▽

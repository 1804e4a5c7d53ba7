use tiny_rope::{Arena, Node, Rope, RopeError};

/// Concatenate leaves one after another onto a growing left spine
fn build<'a>(arena: &'a Arena<'a>, parts: &[&'a str]) -> Rope<'a> {
    let mut rope = Rope::new(arena, parts[0]).unwrap();
    for &part in &parts[1..] {
        let leaf = Rope::new(arena, part).unwrap();
        rope = rope.concat(&leaf).unwrap();
    }
    rope
}

/// Every internal node's weight equals the length of its left subtree
fn weights_hold(rope: &Rope<'_>) -> bool {
    rope.check_weights()
}

#[test]
fn test_name_scenario() {
    let arena = Arena::new(64).unwrap();
    let rope = build(&arena, &["hello_", "my_", "na", "me_i", "s", "_simon"]);
    assert_eq!(rope.render(), "hello_my_name_is_simon");

    let edited = rope.insert_borrowed(3, "anus").unwrap();
    assert_eq!(edited.render(), "helanuslo_my_name_is_simon");
    assert!(weights_hold(&edited));

    // The earlier version is still intact
    assert_eq!(rope.render(), "hello_my_name_is_simon");
}

#[test]
fn test_byte_at_every_index() {
    let arena = Arena::new(64).unwrap();
    let text = "hello_my_name_is_simon";
    let rope = build(&arena, &["hello_", "my_", "na", "me_i", "s", "_simon"]);

    for (i, expected) in text.bytes().enumerate() {
        assert_eq!(rope.byte_at(i).unwrap(), expected, "index {}", i);
    }
    assert!(matches!(
        rope.byte_at(text.len()),
        Err(RopeError::IndexOutOfRange { .. })
    ));
}

#[test]
fn test_split_concat_identity() {
    let arena = Arena::new(4096).unwrap();
    let text = "hello_my_name_is_simon";
    let rope = build(&arena, &["hello_", "my_", "na", "me_i", "s", "_simon"]);

    for k in 0..=text.len() {
        let (left, right) = rope.split(k).unwrap();
        let joined = match (left, right) {
            (Some(l), Some(r)) => l.concat(&r).unwrap(),
            (Some(only), None) | (None, Some(only)) => only,
            (None, None) => Rope::empty(&arena).unwrap(),
        };
        assert_eq!(joined.render(), text, "split at {}", k);
        assert!(weights_hold(&joined));
    }
}

#[test]
fn test_delete_range_everywhere() {
    let arena = Arena::new(1 << 16).unwrap();
    let text = "hello_my_name_is_simon";
    let rope = build(&arena, &["hello_", "my_", "na", "me_i", "s", "_simon"]);

    for start in 0..=text.len() {
        for len in 0..=(text.len() - start) {
            let deleted = rope.delete(start, len).unwrap();
            let expected = format!("{}{}", &text[..start], &text[start + len..]);
            assert_eq!(deleted.render(), expected, "delete({}, {})", start, len);
            assert!(weights_hold(&deleted));
        }
    }

    assert!(rope.delete(20, 3).is_err());
}

#[test]
fn test_iterators_match_render() {
    let arena = Arena::new(64).unwrap();
    let single = Rope::new(&arena, "one leaf only").unwrap();
    let many = build(&arena, &["hello_", "my_", "na", "me_i", "s", "_simon"]);

    for rope in [single, many] {
        let rendered = rope.render();
        assert_eq!(rope.bytes().collect::<Vec<_>>(), rendered.as_bytes());
        assert_eq!(rope.chars().collect::<String>(), rendered);
        assert_eq!(rope.chunks().collect::<String>(), rendered);
    }
}

#[test]
fn test_arena_capacity_exact_fit() {
    // Six leaves joined by five internal nodes
    let arena = Arena::new(11).unwrap();
    let rope = build(&arena, &["hello_", "my_", "na", "me_i", "s", "_simon"]);
    assert_eq!(arena.used(), 11);
    assert_eq!(rope.node_count(), 11);

    let err = rope.insert(0, "x").unwrap_err();
    assert!(matches!(err, RopeError::ArenaExhausted { capacity: 11 }));
}

#[test]
fn test_versions_share_structure() {
    let arena = Arena::new(256).unwrap();
    let base = build(&arena, &["alpha ", "beta ", "gamma"]);

    let before = arena.used();
    let appended = base.insert(base.len(), " delta").unwrap();
    // Split rebuilds one join on the way up, then a leaf and a join for the insert
    assert_eq!(arena.used() - before, 3);
    assert_eq!(appended.render(), "alpha beta gamma delta");

    // Neither leaves nor untouched subtrees were copied
    let rebuilt = appended.root().left().unwrap();
    assert!(std::ptr::eq(rebuilt.left().unwrap(), base.root().left().unwrap()));
    assert!(std::ptr::eq(rebuilt.right().unwrap(), base.root().right().unwrap()));
}

#[test]
fn test_nested_arena_scope() {
    let outer = Arena::new(16).unwrap();
    let rope = Rope::new(&outer, "persistent").unwrap();

    {
        let scratch = outer.nested(8).unwrap();
        let temp = Rope::from_str(&scratch, "scratch copy of ").unwrap();
        let joined = temp.concat(&Rope::from_node(&scratch, rope.root())).unwrap();
        assert_eq!(joined.render(), "scratch copy of persistent");
        assert_eq!(scratch.used(), 2);
    }

    assert_eq!(outer.used(), 1);
    assert_eq!(rope.render(), "persistent");
}

#[test]
fn test_unbalanced_growth_is_kept() {
    let arena = Arena::new(1 << 16).unwrap();
    let mut rope = Rope::empty(&arena).unwrap();
    for i in 0..500 {
        rope = rope.insert(rope.len(), if i % 2 == 0 { "ab" } else { "c" }).unwrap();
    }

    assert_eq!(rope.len(), 750);
    assert!(rope.depth() > 100, "depth {}", rope.depth());
    assert!(weights_hold(&rope));
    assert_eq!(rope.bytes().count(), 750);
}

#[test]
fn test_empty_rope() {
    let arena = Arena::new(8).unwrap();
    let rope = Rope::empty(&arena).unwrap();

    assert!(rope.is_empty());
    assert_eq!(rope.render(), "");
    assert_eq!(rope.bytes().count(), 0);
    assert!(rope.byte_at(0).is_err());

    let (left, right) = rope.split(0).unwrap();
    assert!(left.unwrap().is_empty());
    assert!(right.is_none());

    let filled = rope.insert(0, "x").unwrap();
    assert_eq!(filled.render(), "x");
}

#[test]
fn test_node_level_api() {
    let arena = Arena::new(32).unwrap();
    let a = arena.alloc(Node::leaf("abc")).unwrap();
    let b = arena.alloc(Node::leaf("def")).unwrap();
    let root = a.concat(&arena, b).unwrap();

    assert!(root.is_internal());
    assert_eq!(root.weight(), 3);
    assert_eq!(root.len(), 6);

    let killed = root.kill(&arena, 2, 2).unwrap();
    assert_eq!(killed.render(), "abef");
    assert_eq!(root.render(), "abcdef");
}
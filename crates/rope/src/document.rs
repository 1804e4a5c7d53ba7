//! Editable document: current rope, undo history and a version counter
//!
//! Every committed batch of edits produces a new rope version. Earlier
//! versions share their untouched subtrees with it, so history is cheap.

use crate::arena::Arena;
use crate::config::RopeConfig;
use crate::error::{Result, RopeError};
use crate::history::History;
use crate::rope::Rope;
use std::ops::Range;
use tracing::{debug, trace};

/// Edit operations
#[derive(Clone, Debug, PartialEq, Eq)]
pub enum Edit {
    Insert { pos: usize, text: String },
    Delete { range: Range<usize> },
    Replace { range: Range<usize>, text: String },
}

pub struct Document<'a> {
    rope: Rope<'a>,
    history: History<Rope<'a>>,
    version: u64,
    max_leaf_bytes: usize,
}

impl<'a> Document<'a> {
    pub fn new(arena: &'a Arena<'a>, config: &RopeConfig) -> Result<Self> {
        Self::from_str(arena, "", config)
    }

    /// Copy `text` into the arena and load it in leaves of `max_leaf_bytes`
    pub fn from_str(arena: &'a Arena<'a>, text: &str, config: &RopeConfig) -> Result<Self> {
        let text = arena.alloc_str(text);
        let rope = Rope::from_chunks(arena, text, config.max_leaf_bytes)?;
        debug!(
            bytes = rope.len(),
            nodes = rope.node_count(),
            "document loaded"
        );

        Ok(Self {
            rope,
            history: History::with_max_size(config.history_limit),
            version: 0,
            max_leaf_bytes: config.max_leaf_bytes,
        })
    }

    pub fn rope(&self) -> Rope<'a> {
        self.rope
    }

    pub fn text(&self) -> String {
        self.rope.render()
    }

    pub fn len(&self) -> usize {
        self.rope.len()
    }

    pub fn is_empty(&self) -> bool {
        self.rope.is_empty()
    }

    pub fn version(&self) -> u64 {
        self.version
    }

    pub fn insert(&mut self, pos: usize, text: &str) -> Result<()> {
        self.apply(Edit::Insert {
            pos,
            text: text.to_string(),
        })
    }

    pub fn delete(&mut self, range: Range<usize>) -> Result<()> {
        self.apply(Edit::Delete { range })
    }

    pub fn apply(&mut self, edit: Edit) -> Result<()> {
        self.apply_edits(std::slice::from_ref(&edit))
    }

    /// Apply `edits` in order as one undo step
    ///
    /// Either every edit lands or the document is left as it was.
    pub fn apply_edits(&mut self, edits: &[Edit]) -> Result<()> {
        if edits.is_empty() {
            return Ok(());
        }

        let mut rope = self.rope;
        for edit in edits {
            trace!(?edit, "applying edit");
            rope = apply_edit(rope, edit)?;
        }
        debug_assert!(rope.check_weights(), "weight invariant broken after {:?}", edits);

        self.commit(rope);
        Ok(())
    }

    /// Replace the current rope wholesale, keeping the old one for undo
    pub fn replace_rope(&mut self, rope: Rope<'a>) {
        self.commit(rope);
    }

    pub fn undo(&mut self) -> bool {
        match self.history.undo(self.rope) {
            Some(previous) => {
                self.rope = previous;
                self.version += 1;
                debug!(version = self.version, "undo");
                true
            }
            None => false,
        }
    }

    pub fn redo(&mut self) -> bool {
        match self.history.redo(self.rope) {
            Some(next) => {
                self.rope = next;
                self.version += 1;
                debug!(version = self.version, "redo");
                true
            }
            None => false,
        }
    }

    pub fn can_undo(&self) -> bool {
        self.history.can_undo()
    }

    pub fn can_redo(&self) -> bool {
        self.history.can_redo()
    }

    /// Reload from `text`, discarding history
    pub fn reset(&mut self, text: &str) -> Result<()> {
        let arena = self.rope.arena();
        let text = arena.alloc_str(text);
        self.rope = Rope::from_chunks(arena, text, self.max_leaf_bytes)?;
        self.history.clear();
        self.version += 1;
        Ok(())
    }

    fn commit(&mut self, rope: Rope<'a>) {
        self.history.checkpoint(self.rope);
        self.rope = rope;
        self.version += 1;
        debug!(
            version = self.version,
            bytes = self.rope.len(),
            depth = self.rope.depth(),
            "document committed"
        );
    }
}

fn apply_edit<'a>(rope: Rope<'a>, edit: &Edit) -> Result<Rope<'a>> {
    match edit {
        Edit::Insert { pos, text } => rope.insert(*pos, text),
        Edit::Delete { range } => rope.delete(range.start, range_len(&rope, range)?),
        Edit::Replace { range, text } => rope
            .delete(range.start, range_len(&rope, range)?)?
            .insert(range.start, text),
    }
}

fn range_len(rope: &Rope<'_>, range: &Range<usize>) -> Result<usize> {
    if range.start > range.end {
        return Err(RopeError::IndexOutOfRange {
            index: range.start,
            len: rope.len(),
        });
    }
    Ok(range.end - range.start)
}
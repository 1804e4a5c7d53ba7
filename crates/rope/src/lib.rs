//! Arena-backed rope with weight-indexed split, concat, insert and delete
//!
//! Nodes live in a fixed-capacity [`Arena`] and are immutable once built, so
//! edits return new ropes that share untouched subtrees with the old ones.
//! The tree is never rebalanced: depth grows with repeated edits.
//!
//! ```
//! use tiny_rope::{Arena, Rope};
//!
//! let arena = Arena::new(64)?;
//! let rope = Rope::new(&arena, "hello world")?;
//! let edited = rope.insert(5, ",")?.delete(6, 1)?;
//!
//! assert_eq!(edited.to_string(), "hello,world");
//! assert_eq!(rope.to_string(), "hello world");
//! # Ok::<(), tiny_rope::RopeError>(())
//! ```

mod arena;
mod config;
mod document;
mod error;
mod history;
mod iter;
mod lines;
mod node;
mod rope;
mod search;

pub use arena::Arena;
pub use config::RopeConfig;
pub use document::{Document, Edit};
pub use error::{Result, RopeError};
pub use history::History;
pub use iter::{Bytes, Chars, Leaves};
pub use lines::Lines;
pub use node::{Node, Split};
pub use rope::Rope;
pub use search::{SearchMatch, SearchOptions};
//! Domain types shared across the workspace.
//!
//! The central identity is [`WindowId`]: the outage source re-reports the
//! same windows verbatim on every poll, so deduplication keys off a stable
//! digest of `(area, start, end)` rather than anything source-assigned.

use chrono::{DateTime, Utc};
use serde::{Deserialize, Serialize};
use sha2::{Digest, Sha256};

/// A user's active area subscription. One area per user; a later
/// subscribe overwrites the earlier one.
#[derive(Debug, Clone, PartialEq, Eq, Serialize, Deserialize)]
pub struct Subscription {
    pub user_id: String,
    pub area: String,
}

/// A reported interval during which power is expected to be off for an area.
///
/// Immutable once observed. The source may report the same window on every
/// poll; identity for dedup purposes is [`OutageWindow::window_id`].
#[derive(Debug, Clone, PartialEq, Eq, Serialize, Deserialize)]
pub struct OutageWindow {
    pub area: String,
    pub start: DateTime<Utc>,
    pub end: DateTime<Utc>,
}

impl OutageWindow {
    /// Deterministic identity for this window, stable across polls.
    pub fn window_id(&self) -> WindowId {
        WindowId::derive(&self.area, self.start, self.end)
    }
}

/// Deterministic outage-window identity derived from `(area, start, end)`.
///
/// SHA-256 over a canonical `area|start|end` string (RFC 3339 timestamps),
/// truncated to 16 hex chars. Collisions at this scale (thousands of
/// windows) are not a practical concern.
#[derive(Debug, Clone, PartialEq, Eq, Hash, Serialize, Deserialize)]
#[serde(transparent)]
pub struct WindowId(String);

impl WindowId {
    pub fn derive(area: &str, start: DateTime<Utc>, end: DateTime<Utc>) -> Self {
        let canonical = format!("{}|{}|{}", area, start.to_rfc3339(), end.to_rfc3339());
        let digest = Sha256::digest(canonical.as_bytes());
        let hex: String = digest.iter().map(|b| format!("{:02x}", b)).collect();
        WindowId(hex[..16].to_string())
    }

    pub fn as_str(&self) -> &str {
        &self.0
    }
}

impl std::fmt::Display for WindowId {
    fn fmt(&self, f: &mut std::fmt::Formatter<'_>) -> std::fmt::Result {
        write!(f, "{}", self.0)
    }
}

/// The dedup key: one alert per (user, window) pair, ever.
#[derive(Debug, Clone, PartialEq, Eq, Hash, Serialize, Deserialize)]
pub struct AlertKey {
    pub user_id: String,
    pub window_id: WindowId,
}

impl AlertKey {
    pub fn new(user_id: impl Into<String>, window_id: WindowId) -> Self {
        Self {
            user_id: user_id.into(),
            window_id,
        }
    }
}

impl std::fmt::Display for AlertKey {
    fn fmt(&self, f: &mut std::fmt::Formatter<'_>) -> std::fmt::Result {
        write!(f, "{}|{}", self.user_id, self.window_id)
    }
}

/// Lifecycle of a ledger entry. Transitions are strictly
/// `Pending -> Fired` or `Pending -> Expired`; both are terminal.
#[derive(Debug, Clone, Copy, PartialEq, Eq, Serialize, Deserialize)]
pub enum AlertState {
    /// Scheduled; a live timer exists for this entry.
    Pending,
    /// The alert send was attempted (delivery is the gateway's problem).
    Fired,
    /// The fire time had already passed when the window was discovered,
    /// or elapsed while the process was down.
    Expired,
}

/// Durable record of one (user, window) alert.
#[derive(Debug, Clone, PartialEq, Eq, Serialize, Deserialize)]
pub struct LedgerEntry {
    pub user_id: String,
    pub window_id: WindowId,
    pub area: String,
    pub state: AlertState,
    pub scheduled_fire_at: DateTime<Utc>,
}

impl LedgerEntry {
    pub fn key(&self) -> AlertKey {
        AlertKey::new(self.user_id.clone(), self.window_id.clone())
    }
}

#[cfg(test)]
mod tests {
    use super::*;
    use chrono::TimeZone;

    fn window(area: &str, start_h: u32) -> OutageWindow {
        OutageWindow {
            area: area.to_string(),
            start: Utc.with_ymd_and_hms(2025, 1, 10, start_h, 0, 0).unwrap(),
            end: Utc.with_ymd_and_hms(2025, 1, 10, start_h + 2, 0, 0).unwrap(),
        }
    }

    #[test]
    fn test_window_id_deterministic() {
        let a = window("capetown-7-gardens", 10);
        let b = window("capetown-7-gardens", 10);
        assert_eq!(a.window_id(), b.window_id());
    }

    #[test]
    fn test_window_id_distinguishes_area_and_interval() {
        let base = window("capetown-7-gardens", 10);
        assert_ne!(base.window_id(), window("jhb-4-sandton", 10).window_id());
        assert_ne!(base.window_id(), window("capetown-7-gardens", 12).window_id());
    }

    #[test]
    fn test_window_id_is_16_hex_chars() {
        let id = window("a", 10).window_id();
        assert_eq!(id.as_str().len(), 16);
        assert!(id.as_str().chars().all(|c| c.is_ascii_hexdigit()));
    }

    #[test]
    fn test_alert_key_display_roundtrips_in_map_keys() {
        let key = AlertKey::new("u1", window("a", 10).window_id());
        let s = key.to_string();
        assert!(s.starts_with("u1|"));
    }

    #[test]
    fn test_ledger_entry_serde() {
        let w = window("capetown-7-gardens", 10);
        let entry = LedgerEntry {
            user_id: "u1".to_string(),
            window_id: w.window_id(),
            area: w.area.clone(),
            state: AlertState::Pending,
            scheduled_fire_at: w.start - chrono::Duration::hours(1),
        };
        let json = serde_json::to_string(&entry).unwrap();
        let back: LedgerEntry = serde_json::from_str(&json).unwrap();
        assert_eq!(entry, back);
    }
}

△

→ **Exercise requirements**
Copy out the lines above word for word, stopping after the line containing "let (left, right) = rope.split(k).unwrap();".

→ **Response box**
repository 1804e4a5c7d53ba7
use tiny_rope::{Arena, Node, Rope, RopeError};

/// Concatenate leaves one after another onto a growing left spine
fn build<'a>(arena: &'a Arena<'a>, parts: &[&'a str]) -> Rope<'a> {
    let mut rope = Rope::new(arena, parts[0]).unwrap();
    for &part in &parts[1..] {
        let leaf = Rope::new(arena, part).unwrap();
        rope = rope.concat(&leaf).unwrap();
    }
    rope
}

/// Every internal node's weight equals the length of its left subtree
fn weights_hold(rope: &Rope<'_>) -> bool {
    rope.check_weights()
}

#[test]
fn test_name_scenario() {
    let arena = Arena::new(64).unwrap();
    let rope = build(&arena, &["hello_", "my_", "na", "me_i", "s", "_simon"]);
    assert_eq!(rope.render(), "hello_my_name_is_simon");

    let edited = rope.insert_borrowed(3, "anus").unwrap();
    assert_eq!(edited.render(), "helanuslo_my_name_is_simon");
    assert!(weights_hold(&edited));

    // The earlier version is still intact
    assert_eq!(rope.render(), "hello_my_name_is_simon");
}

#[test]
fn test_byte_at_every_index() {
    let arena = Arena::new(64).unwrap();
    let text = "hello_my_name_is_simon";
    let rope = build(&arena, &["hello_", "my_", "na", "me_i", "s", "_simon"]);

    for (i, expected) in text.bytes().enumerate() {
        assert_eq!(rope.byte_at(i).unwrap(), expected, "index {}", i);
    }
    assert!(matches!(
        rope.byte_at(text.len()),
        Err(RopeError::IndexOutOfRange { .. })
    ));
}

#[test]
fn test_split_concat_identity() {
    let arena = Arena::new(4096).unwrap();
    let text = "hello_my_name_is_simon";
    let rope = build(&arena, &["hello_", "my_", "na", "me_i", "s", "_simon"]);

    for k in 0..=text.len() {
        let (left, right) = rope.split(k).unwrap();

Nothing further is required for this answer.